The first solution that you describe is the best if you want to maintain data integrity, and if you have relatively few product types and rarely add new product types. This is the design that I would choose in your situation. Reporting is only difficult if your reports require product-specific attributes. If your reports only need attributes in a common product table, that’s fine.
The second solution you described is called Polymorphic Associations, and that’s not good.
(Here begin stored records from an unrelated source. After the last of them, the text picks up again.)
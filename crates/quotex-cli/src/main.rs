//! QuoteX CLI
//!
//! Command-line interface for QuoteX - scripture promises and the daily Proverbs quote.

use std::fs::OpenOptions;
use std::path::PathBuf;
use std::sync::Mutex;

use anyhow::{bail, Context, Result};
use clap::{Parser, Subcommand};
use tracing::debug;
use tracing_subscriber::EnvFilter;

use quotex_core::{Config, NodePath, Store};

mod commands;
mod output;
mod prompt;

use output::{Output, OutputFormat};

#[derive(Parser)]
#[command(name = "quotex")]
#[command(about = "QuoteX - Scripture promises and the daily Proverbs quote")]
#[command(version)]
#[command(propagate_version = true)]
struct Cli {
    /// Output as JSON
    #[arg(long, global = true)]
    json: bool,

    /// Quiet mode - minimal output
    #[arg(short, long, global = true)]
    quiet: bool,

    /// Debug logging
    #[arg(short, long, global = true)]
    verbose: bool,

    #[command(subcommand)]
    command: Commands,
}

#[derive(Subcommand)]
enum Commands {
    /// Show the quote of the day
    Quote {
        /// Day to pick the chapter for (YYYY-MM-DD, default today)
        #[arg(short, long)]
        date: Option<String>,
        /// Seed for a repeatable verse choice
        #[arg(long)]
        seed: Option<u64>,
    },
    /// Print a whole Proverbs chapter
    Chapter {
        /// Chapter number (1-31)
        number: u32,
    },
    /// Manage categories
    Category {
        #[command(subcommand)]
        command: CategoryCommands,
    },
    /// Manage titles within a category
    Title {
        #[command(subcommand)]
        command: TitleCommands,
    },
    /// Manage subtitles within a title
    Subtitle {
        #[command(subcommand)]
        command: SubtitleCommands,
    },
    /// Manage promises
    Promise {
        #[command(subcommand)]
        command: PromiseCommands,
    },
    /// Export all promises as a JSON backup
    Export {
        /// Write to this file instead of stdout
        #[arg(short, long)]
        output: Option<PathBuf>,
    },
    /// Import a JSON backup
    Import {
        /// Backup file
        file: PathBuf,
    },
    /// Show the quote overlay, driven by screen events on stdin
    Watch,
    /// Show status (storage, counts)
    Status,
    /// Show or set configuration
    Config {
        #[command(subcommand)]
        command: Option<ConfigCommands>,
    },
}

#[derive(Subcommand)]
enum CategoryCommands {
    /// List all categories
    #[command(alias = "ls")]
    List,
    /// Create a category
    #[command(alias = "create")]
    Add { name: String },
    /// Rename a category
    Rename { name: String, new_name: String },
    /// Delete a category with everything under it
    #[command(alias = "rm")]
    Delete {
        name: String,
        /// Skip the confirmation prompt
        #[arg(short, long)]
        yes: bool,
    },
}

#[derive(Subcommand)]
enum TitleCommands {
    /// List the titles of a category
    #[command(alias = "ls")]
    List { category: String },
    /// Create a title
    #[command(alias = "create")]
    Add { category: String, name: String },
    /// Rename a title
    Rename {
        category: String,
        name: String,
        new_name: String,
    },
    /// Delete a title with everything under it
    #[command(alias = "rm")]
    Delete {
        category: String,
        name: String,
        /// Skip the confirmation prompt
        #[arg(short, long)]
        yes: bool,
    },
}

#[derive(Subcommand)]
enum SubtitleCommands {
    /// List the subtitles of a title
    #[command(alias = "ls")]
    List { category: String, title: String },
    /// Create a subtitle
    #[command(alias = "create")]
    Add {
        category: String,
        title: String,
        name: String,
    },
    /// Rename a subtitle
    Rename {
        category: String,
        title: String,
        name: String,
        new_name: String,
    },
    /// Delete a subtitle and its promises
    #[command(alias = "rm")]
    Delete {
        category: String,
        title: String,
        name: String,
        /// Skip the confirmation prompt
        #[arg(short, long)]
        yes: bool,
    },
}

#[derive(Subcommand)]
enum PromiseCommands {
    /// List promises (all, or those under one subtitle)
    #[command(alias = "ls")]
    List {
        category: Option<String>,
        title: Option<String>,
        subtitle: Option<String>,
    },
    /// Show a promise
    Show { id: i64 },
    /// Add a promise under an existing subtitle
    #[command(alias = "create")]
    Add {
        category: String,
        title: String,
        subtitle: String,
        /// Verse text
        #[arg(long)]
        verse: String,
        /// The promise's own title
        #[arg(short = 'T', long = "promise-title")]
        promise_title: Option<String>,
        /// Scripture reference, e.g. "Josh 1:9"
        #[arg(short, long)]
        reference: Option<String>,
    },
    /// Edit a promise
    Edit {
        id: i64,
        #[arg(long)]
        verse: Option<String>,
        #[arg(short = 'T', long = "promise-title")]
        promise_title: Option<String>,
        #[arg(short, long)]
        reference: Option<String>,
    },
    /// File a promise under another subtitle
    #[command(alias = "mv")]
    Move {
        id: i64,
        category: String,
        title: String,
        subtitle: String,
    },
    /// Delete a promise
    #[command(alias = "rm")]
    Delete {
        id: i64,
        /// Skip the confirmation prompt
        #[arg(short, long)]
        yes: bool,
    },
    /// Search promise text, references and node names
    Search { query: String },
}

#[derive(Subcommand, Clone)]
enum ConfigCommands {
    /// Show current configuration
    Show,
    /// Set a configuration value
    Set {
        /// Configuration key (data_dir, corpus_path, chapter_cache_ttl_secs, log_level, log_file)
        key: String,
        /// Configuration value
        value: String,
    },
}

#[tokio::main]
async fn main() -> Result<()> {
    let cli = Cli::parse();
    let output = Output::new(OutputFormat::from_flags(cli.json, cli.quiet));

    let config = Config::load().context("Failed to load configuration")?;
    init_logging(&config, cli.verbose);

    // Commands that don't need the store
    let command = match cli.command {
        Commands::Config { command } => return handle_config_command(command, config, &output),
        Commands::Quote { date, seed } => {
            return commands::quote::today(&config, date, seed, &output)
        }
        Commands::Chapter { number } => return commands::quote::chapter(&config, number, &output),
        Commands::Watch => return commands::watch::run(&config, &output).await,
        command => command,
    };

    let mut store = Store::open(&config).context("Failed to open promise store")?;

    match command {
        Commands::Category { command } => handle_category_command(command, &mut store, &output),
        Commands::Title { command } => handle_title_command(command, &mut store, &output),
        Commands::Subtitle { command } => handle_subtitle_command(command, &mut store, &output),
        Commands::Promise { command } => handle_promise_command(command, &mut store, &output),
        Commands::Export { output: file } => commands::backup::export(&store, file, &output),
        Commands::Import { file } => commands::backup::import(&mut store, file, &output),
        Commands::Status => commands::status::show(&store, &config, &output),
        Commands::Config { .. }
        | Commands::Quote { .. }
        | Commands::Chapter { .. }
        | Commands::Watch => Ok(()), // Handled above
    }
}

/// Install the tracing subscriber
///
/// Logs go to `log_file` when configured, stderr otherwise.
fn init_logging(config: &Config, verbose: bool) {
    let level = if verbose {
        "debug"
    } else {
        config.log_level.as_str()
    };
    let env_filter = EnvFilter::new(format!("quotex_core={},quotex_cli={}", level, level));

    let log_file = config.log_file.as_ref().and_then(|path| {
        OpenOptions::new()
            .create(true)
            .append(true)
            .open(path)
            .map_err(|e| eprintln!("Warning: Could not open log file {:?}: {}", path, e))
            .ok()
    });

    // Ignore error if already initialized
    let _ = match log_file {
        Some(file) => tracing_subscriber::fmt()
            .with_env_filter(env_filter)
            .with_target(false)
            .with_ansi(false)
            .with_writer(Mutex::new(file))
            .try_init(),
        None => tracing_subscriber::fmt()
            .with_env_filter(env_filter)
            .with_target(false)
            .with_writer(std::io::stderr)
            .try_init(),
    };

    debug!("Logging initialized at level {}", level);
}

fn handle_category_command(
    command: CategoryCommands,
    store: &mut Store,
    output: &Output,
) -> Result<()> {
    match command {
        CategoryCommands::List => commands::category::list(store, output),
        CategoryCommands::Add { name } => commands::category::add(store, name, output),
        CategoryCommands::Rename { name, new_name } => {
            commands::category::rename(store, name, new_name, output)
        }
        CategoryCommands::Delete { name, yes } => {
            commands::category::delete(store, name, yes, output)
        }
    }
}

fn handle_title_command(command: TitleCommands, store: &mut Store, output: &Output) -> Result<()> {
    match command {
        TitleCommands::List { category } => commands::title::list(store, category, output),
        TitleCommands::Add { category, name } => {
            commands::title::add(store, category, name, output)
        }
        TitleCommands::Rename {
            category,
            name,
            new_name,
        } => commands::title::rename(store, category, name, new_name, output),
        TitleCommands::Delete {
            category,
            name,
            yes,
        } => commands::title::delete(store, category, name, yes, output),
    }
}

fn handle_subtitle_command(
    command: SubtitleCommands,
    store: &mut Store,
    output: &Output,
) -> Result<()> {
    match command {
        SubtitleCommands::List { category, title } => {
            commands::subtitle::list(store, category, title, output)
        }
        SubtitleCommands::Add {
            category,
            title,
            name,
        } => commands::subtitle::add(store, category, title, name, output),
        SubtitleCommands::Rename {
            category,
            title,
            name,
            new_name,
        } => commands::subtitle::rename(store, category, title, name, new_name, output),
        SubtitleCommands::Delete {
            category,
            title,
            name,
            yes,
        } => commands::subtitle::delete(store, category, title, name, yes, output),
    }
}

fn handle_promise_command(
    command: PromiseCommands,
    store: &mut Store,
    output: &Output,
) -> Result<()> {
    match command {
        PromiseCommands::List {
            category,
            title,
            subtitle,
        } => {
            let path = optional_path(category, title, subtitle)?;
            commands::promise::list(store, path, output)
        }
        PromiseCommands::Show { id } => commands::promise::show(store, id, output),
        PromiseCommands::Add {
            category,
            title,
            subtitle,
            verse,
            promise_title,
            reference,
        } => commands::promise::add(
            store,
            NodePath::new(category, title, subtitle),
            verse,
            promise_title,
            reference,
            output,
        ),
        PromiseCommands::Edit {
            id,
            verse,
            promise_title,
            reference,
        } => commands::promise::edit(store, id, verse, promise_title, reference, output),
        PromiseCommands::Move {
            id,
            category,
            title,
            subtitle,
        } => commands::promise::move_to(store, id, NodePath::new(category, title, subtitle), output),
        PromiseCommands::Delete { id, yes } => commands::promise::delete(store, id, yes, output),
        PromiseCommands::Search { query } => commands::promise::search(store, query, output),
    }
}

/// All three names, or none of them
fn optional_path(
    category: Option<String>,
    title: Option<String>,
    subtitle: Option<String>,
) -> Result<Option<NodePath>> {
    match (category, title, subtitle) {
        (Some(c), Some(t), Some(s)) => Ok(Some(NodePath::new(c, t, s))),
        (None, None, None) => Ok(None),
        _ => bail!("Give a category, title and subtitle, or none of them"),
    }
}

fn handle_config_command(
    command: Option<ConfigCommands>,
    config: Config,
    output: &Output,
) -> Result<()> {
    match command {
        Some(ConfigCommands::Show) | None => commands::config::show(&config, output),
        Some(ConfigCommands::Set { key, value }) => {
            commands::config::set(config, key, value, output)
        }
    }
}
Your "foreign key" is not a real foreign key, so you cannot use the DRI constraint to ensure data integrity. OO polymorphism has no counterpart in the relational model.
The third solution that you describe, including storing the attribute name as a string, is a project called Entity-Attribute-Value, and you can say that it is a painful and expensive solution. There is no way to guarantee data integrity, in no way to make one NOT NULL attribute, without being able to verify that this product has a specific set of attributes. It is not possible to limit a single attribute to a lookup table. Many types of aggregate queries become impossible in SQL, so you need to write a lot of application code for reporting. Use the EAV design only if you need it, for example, if you have an unlimited number of product types, the list of attributes may differ for each line, and your schema should often post new product types without changing the code or schema.
Another solution is "one-way inheritance." It uses an extremely wide table with a column for each attribute of each product. Leave NULL in columns that are not related to the product in the given row. This means that you cannot declare an attribute as NOT NULL (unless it is common to all products). In addition, most RDBMS products have a limit on the number of columns in a single table or the total width in bytes of a row. Thus, you are limited by the number of types of products that you can present in this way.
There are hybrid solutions, for example, you can usually store common attributes in columns, but product-specific attributes in the attribute-attribute-value table. Or you can store product-specific attributes in some other way, such as XML or YAML, in the BLOB column of the Products table. But these hybrid solutions suffer because some attributes need to be retrieved differently now.
The ultimate solution for these situations is to use a semantic data model using RDF instead of a relational database. It has some characteristics with EAV, but it is much more ambitious. All metadata is stored in the same way as data, so each object is self-describing, and you can request a list of attributes for this product in the same way as requesting data. There are special products such as Jena or Sesame , an implementation of this data model, and a special query language other than SQL.